____ MATERIAL PROVIDED

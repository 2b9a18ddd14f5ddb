//! Scanner: lazily enumerates regular files under a root.
//!
//! - Shallow scans list direct children only; recursive scans walk the tree
//!   depth-first up to `ScanOptions::max_depth`.
//! - Directories are never yielded. Directory symlinks are not followed.
//! - Walk errors (unreadable subdirectories) are logged and skipped.

use std::fs;
use std::path::{Path, PathBuf};
use tracing::{debug, warn};
use walkdir::WalkDir;

use crate::errors::RelocateError;
use crate::types::FileEntry;

/// Default recursion bound for recursive scans.
pub const DEFAULT_MAX_DEPTH: usize = 32;

#[derive(Debug, Clone, Copy, PartialEq, Eq)]
pub struct ScanOptions {
    pub recursive: bool,
    pub max_depth: usize,
}

impl Default for ScanOptions {
    fn default() -> Self {
        Self {
            recursive: false,
            max_depth: DEFAULT_MAX_DEPTH,
        }
    }
}

/// Lazy sequence of entries produced by [`scan`].
pub struct Scan {
    root: PathBuf,
    inner: walkdir::IntoIter,
}

impl Scan {
    /// Canonical root the scan started from.
    pub fn root(&self) -> &Path {
        &self.root
    }
}

impl Iterator for Scan {
    type Item = FileEntry;

    fn next(&mut self) -> Option<FileEntry> {
        loop {
            let entry = match self.inner.next()? {
                Ok(e) => e,
                Err(e) => {
                    warn!(root = %self.root.display(), error = %e, "skipping unreadable entry during scan");
                    continue;
                }
            };
            let ftype = entry.file_type();
            let is_file = if ftype.is_file() {
                true
            } else if ftype.is_symlink() {
                // Links to regular files are relocated as links.
                fs::metadata(entry.path()).map(|m| m.is_file()).unwrap_or(false)
            } else {
                false
            };
            if is_file {
                return Some(FileEntry::with_kind(entry.into_path(), true));
            }
        }
    }
}

/// Scan `root` for regular files, shallow or recursive.
pub fn scan(root: &Path, recursive: bool) -> Result<Scan, RelocateError> {
    scan_with(
        root,
        ScanOptions {
            recursive,
            ..ScanOptions::default()
        },
    )
}

/// Scan with explicit options. Fails with `NotADirectory` before yielding
/// anything if `root` is missing or not a directory.
pub fn scan_with(root: &Path, opts: ScanOptions) -> Result<Scan, RelocateError> {
    if !root.is_dir() {
        return Err(RelocateError::NotADirectory(root.to_path_buf()));
    }
    let root = dunce::canonicalize(root).map_err(|e| RelocateError::from_io("canonicalize", root, &e))?;
    let max_depth = if opts.recursive { opts.max_depth.max(1) } else { 1 };
    debug!(root = %root.display(), recursive = opts.recursive, max_depth, "starting scan");

    let inner = WalkDir::new(&root)
        .min_depth(1)
        .max_depth(max_depth)
        .follow_links(false)
        .sort_by_file_name()
        .into_iter();
    Ok(Scan { root, inner })
}
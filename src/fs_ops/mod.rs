//! Filesystem operations: collision resolution, relocation and the
//! cross-device copy fallback.

mod atomic;
mod copy;
pub mod duplicate;
pub(crate) mod helpers;
mod io_copy;
mod meta;
mod plan;
mod relocate;
mod space;
pub(crate) mod util;

pub use copy::copy_then_remove;
pub use duplicate::{Reservations, resolve, resolve_with};
pub use helpers::describe_io_error;
pub use plan::{PlannedRelocation, plan};
pub use relocate::{RelocateOptions, desired_path, relocate, relocate_with, strip_name};
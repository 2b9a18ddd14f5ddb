//! Platform-specific helpers.
//! Hides OS differences behind a uniform API.

use std::fs::{self, File, OpenOptions};
use std::io;
use std::path::Path;

/// Open a log file for appending. On Unix a newly created file gets mode
/// 0600; an existing file keeps its permissions.
#[cfg(unix)]
pub fn open_log_file_secure_append(path: &Path) -> io::Result<File> {
    use std::os::unix::fs::OpenOptionsExt;
    if let Some(parent) = path.parent() {
        let _ = fs::create_dir_all(parent);
    }
    OpenOptions::new()
        .create(true)
        .append(true)
        .mode(0o600) // applies on create
        .open(path)
}

#[cfg(not(unix))]
pub fn open_log_file_secure_append(path: &Path) -> io::Result<File> {
    if let Some(parent) = path.parent() {
        let _ = fs::create_dir_all(parent);
    }
    OpenOptions::new().create(true).append(true).open(path)
}
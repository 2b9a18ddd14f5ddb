//! Default path helpers and symlink checks.
//! Determines OS-appropriate config/collect paths and detects symlinked
//! ancestors for log-file safety.

use dirs::{config_dir, download_dir, home_dir};
use std::env;
use std::fs;
use std::io;
use std::path::{Path, PathBuf};

use super::CONFIG_ENV;

/// Config file location: `$BULK_RELOCATE_CONFIG` if set, else the
/// OS-appropriate default under the user's config directory.
pub fn default_config_path() -> Option<PathBuf> {
    if let Some(p) = env::var_os(CONFIG_ENV) {
        return Some(PathBuf::from(p));
    }
    if let Some(mut base) = config_dir() {
        base.push("bulk_relocate");
        base.push("config.xml");
        Some(base)
    } else {
        home_dir().map(|h| h.join(".config").join("bulk_relocate").join("config.xml"))
    }
}

/// Where relative `collect` folders land: the user's Downloads directory.
pub fn default_collect_base() -> Option<PathBuf> {
    download_dir().or_else(|| home_dir().map(|h| h.join("Downloads")))
}

/// Return true if any existing ancestor of `path` is a symlink.
pub fn path_has_symlink_ancestor(path: &Path) -> io::Result<bool> {
    let mut p = path.parent();
    while let Some(anc) = p {
        if anc.exists() {
            let meta = fs::symlink_metadata(anc)?;
            if meta.file_type().is_symlink() {
                return Ok(true);
            }
        }
        p = anc.parent();
    }
    Ok(false)
}

#[cfg(test)]
mod tests {
    use super::*;

    #[cfg(unix)]
    #[test]
    fn detects_symlinked_parent() {
        let td = tempfile::tempdir().unwrap();
        let real = td.path().join("real");
        fs::create_dir(&real).unwrap();
        let link = td.path().join("link");
        std::os::unix::fs::symlink(&real, &link).unwrap();
        assert!(path_has_symlink_ancestor(&link.join("app.log")).unwrap());
    }
}
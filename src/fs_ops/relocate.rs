//! Relocator: rename-in-place or move-to-folder for a single entry.
//!
//! Every call returns a `RelocationResult`; I/O failures are captured as
//! `Failed(reason)` and never propagated. A successful call performs exactly
//! one mutation (rename, or the copy+remove fallback across devices); a
//! failed call performs none, apart from creating a missing target folder.
//!
//! The destination is picked by the collision resolver and re-checked just
//! before the rename. A concurrent process creating the same name inside
//! that window is the accepted time-of-check/time-of-use limitation; when it
//! is detected it surfaces as `AlreadyExists` and is logged as an error.

use std::fs;
use std::path::{Path, PathBuf};
use tracing::{debug, error, info, warn};

use crate::errors::RelocateError;
use crate::types::{CaseHandling, DestinationPolicy, FileEntry, RelocationResult, split_name};

use super::atomic::try_atomic_move;
use super::copy::copy_then_remove;
use super::duplicate::resolve;
use super::util::{is_cross_device, same_entry, same_location};

/// Knobs that do not change where a file ends up.
#[derive(Debug, Clone, Copy, Default)]
pub struct RelocateOptions {
    /// Copy permissions and timestamps when a move falls back to copying.
    pub preserve_metadata: bool,
}

/// Relocate `entry` according to `policy` with default options.
pub fn relocate(entry: &FileEntry, policy: &DestinationPolicy) -> RelocationResult {
    relocate_with(entry, policy, &RelocateOptions::default())
}

pub fn relocate_with(
    entry: &FileEntry,
    policy: &DestinationPolicy,
    opts: &RelocateOptions,
) -> RelocationResult {
    let src = entry.path.as_path();

    if let Err(e) = fs::symlink_metadata(src) {
        let err = RelocateError::from_io("stat source", src, &e);
        warn!(src = %src.display(), code = err.code(), kind = err.kind(), "entry vanished before relocation");
        return RelocationResult::failed(src, None, err);
    }

    let desired = match desired_path(entry, policy) {
        Ok(p) => p,
        Err(err) => {
            warn!(src = %src.display(), code = err.code(), kind = err.kind(), %err, "cannot compute destination");
            return RelocationResult::failed(src, None, err);
        }
    };

    if let DestinationPolicy::MoveToFolder(dir) = policy
        && let Err(err) = ensure_target_dir(dir)
    {
        warn!(dir = %dir.display(), code = err.code(), kind = err.kind(), %err, "cannot prepare target folder");
        return RelocationResult::failed(src, Some(desired), err);
    }

    if same_location(src, &desired) {
        debug!(src = %src.display(), desired = %desired.display(), "already at destination; nothing to do");
        return RelocationResult::succeeded(src, src.to_path_buf());
    }

    // Case-only change of the same entry (case-insensitive filesystems).
    if differs_only_in_case(src, &desired) && same_entry(src, &desired) {
        return match fs::rename(src, &desired) {
            Ok(()) => {
                info!(src = %src.display(), dest = %desired.display(), "Renamed file (case only)");
                RelocationResult::succeeded(src, desired)
            }
            Err(e) => fail(src, desired.clone(), RelocateError::from_io("rename", &desired, &e)),
        };
    }

    let dest = resolve(&desired);
    if dest != desired {
        debug!(desired = %desired.display(), dest = %dest.display(), "destination occupied; using numbered name");
    }

    match try_atomic_move(src, &dest) {
        Ok(()) => {
            info!(src = %src.display(), dest = %dest.display(), "Relocated file");
            RelocationResult::succeeded(src, dest)
        }
        Err(e) if is_cross_device(&e) => {
            warn!(src = %src.display(), dest = %dest.display(), "cross-filesystem move; falling back to copy+remove");
            match copy_then_remove(src, &dest, opts.preserve_metadata) {
                Ok(bytes) => {
                    info!(src = %src.display(), dest = %dest.display(), bytes, "Copied file and removed source");
                    RelocationResult::succeeded(src, dest)
                }
                Err(err) => fail(src, dest, err),
            }
        }
        Err(e) => fail(src, dest.clone(), RelocateError::from_io("rename", &dest, &e)),
    }
}

fn fail(src: &Path, dest: PathBuf, err: RelocateError) -> RelocationResult {
    if matches!(err, RelocateError::AlreadyExists(_)) {
        error!(src = %src.display(), dest = %dest.display(), code = err.code(), "destination taken after collision check");
    } else {
        warn!(src = %src.display(), dest = %dest.display(), code = err.code(), kind = err.kind(), %err, "Relocation failed");
    }
    RelocationResult::failed(src, Some(dest), err)
}

fn differs_only_in_case(a: &Path, b: &Path) -> bool {
    a.to_string_lossy().to_lowercase() == b.to_string_lossy().to_lowercase()
}

/// Where `policy` wants `entry` to go, before collision resolution.
/// Pure: does not touch the filesystem.
pub fn desired_path(entry: &FileEntry, policy: &DestinationPolicy) -> Result<PathBuf, RelocateError> {
    match policy {
        DestinationPolicy::RenameInPlace { remove, case } => {
            let name = entry
                .name
                .to_str()
                .ok_or_else(|| RelocateError::UnsupportedName(entry.path.clone()))?;
            let new_name = strip_name(name, remove, *case).ok_or_else(|| RelocateError::EmptyResult {
                name: name.to_string(),
            })?;
            Ok(entry.parent().join(new_name))
        }
        DestinationPolicy::MoveToFolder(dir) => Ok(dir.join(&entry.name)),
    }
}

/// Remove every case-insensitive occurrence of `remove` from `name`.
///
/// The stem is tried first so the extension survives (`a_tmp.txt` ->
/// `a.txt`). When only the full name contains the text (it runs into the
/// extension) the removal applies to the whole name. Separators (`_`, `-`)
/// and whitespace left dangling at the ends are trimmed. Returns `None` when
/// nothing usable remains: an empty name or a bare extension. A name with no
/// occurrence at all is returned unchanged, whatever the case policy.
pub fn strip_name(name: &str, remove: &str, case: CaseHandling) -> Option<String> {
    let is_sep = |c: char| c.is_whitespace() || c == '_' || c == '-';
    let (stem, ext) = split_name(name);

    let (stripped, removed) = remove_case_insensitive(stem, remove);
    let out = if removed {
        let stem = stripped.trim_matches(is_sep);
        if stem.is_empty() {
            return None;
        }
        format!("{stem}{}", ext.unwrap_or(""))
    } else {
        let (whole, removed) = remove_case_insensitive(name, remove);
        if !removed {
            return Some(name.to_string());
        }
        let whole = whole
            .trim_matches(is_sep)
            .trim_end_matches('.')
            .trim_end_matches(is_sep);
        if whole.is_empty() || whole.starts_with('.') {
            return None;
        }
        whole.to_string()
    };

    Some(match case {
        CaseHandling::Lowercase => out.to_lowercase(),
        CaseHandling::Preserve => out,
    })
}

/// Non-overlapping, left-to-right removal of `needle` from `haystack`,
/// comparing lower-cased text but keeping the case of what remains.
fn remove_case_insensitive(haystack: &str, needle: &str) -> (String, bool) {
    let needle = needle.to_lowercase();
    if needle.is_empty() {
        return (haystack.to_string(), false);
    }

    // Folded text and, per folded byte, the offset of the char it came from.
    let mut folded = String::with_capacity(haystack.len());
    let mut origin: Vec<usize> = Vec::with_capacity(haystack.len());
    for (idx, ch) in haystack.char_indices() {
        let before = folded.len();
        folded.extend(ch.to_lowercase());
        origin.resize(origin.len() + (folded.len() - before), idx);
    }
    // A match must cover whole original chars.
    let boundary = |i: usize| i == 0 || i == folded.len() || origin[i] != origin[i - 1];

    let mut out = String::with_capacity(haystack.len());
    let mut copied = 0;
    let mut from = 0;
    let mut removed = false;
    while let Some(rel) = folded[from..].find(needle.as_str()) {
        let start = from + rel;
        let end = start + needle.len();
        if boundary(start) && boundary(end) {
            let orig_start = origin[start];
            let orig_end = if end == folded.len() { haystack.len() } else { origin[end] };
            out.push_str(&haystack[copied..orig_start]);
            copied = orig_end;
            removed = true;
            from = end;
        } else {
            from = start + folded[start..].chars().next().map_or(1, char::len_utf8);
        }
    }
    out.push_str(&haystack[copied..]);
    (out, removed)
}

/// Create the target folder if needed; idempotent.
fn ensure_target_dir(dir: &Path) -> Result<(), RelocateError> {
    match fs::metadata(dir) {
        Ok(meta) if meta.is_dir() => Ok(()),
        Ok(_) => Err(RelocateError::NotADirectory(dir.to_path_buf())),
        Err(_) => {
            fs::create_dir_all(dir).map_err(|e| RelocateError::from_io("create target folder", dir, &e))?;
            info!(dir = %dir.display(), "Created target folder");
            Ok(())
        }
    }
}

________

Lines after the one containing "for recursive scans." are not wanted; repeat exactly each line above from the first up to and including it.

repository 2b9a18ddd14f5ddb
//! Scanner: lazily enumerates regular files under a root.
//!
//! - Shallow scans list direct children only; recursive scans walk the tree
//!   depth-first up to `ScanOptions::max_depth`.
//! - Directories are never yielded. Directory symlinks are not followed.
//! - Walk errors (unreadable subdirectories) are logged and skipped.

use std::fs;
use std::path::{Path, PathBuf};
use tracing::{debug, warn};
use walkdir::WalkDir;

use crate::errors::RelocateError;
use crate::types::FileEntry;

/// Default recursion bound for recursive scans.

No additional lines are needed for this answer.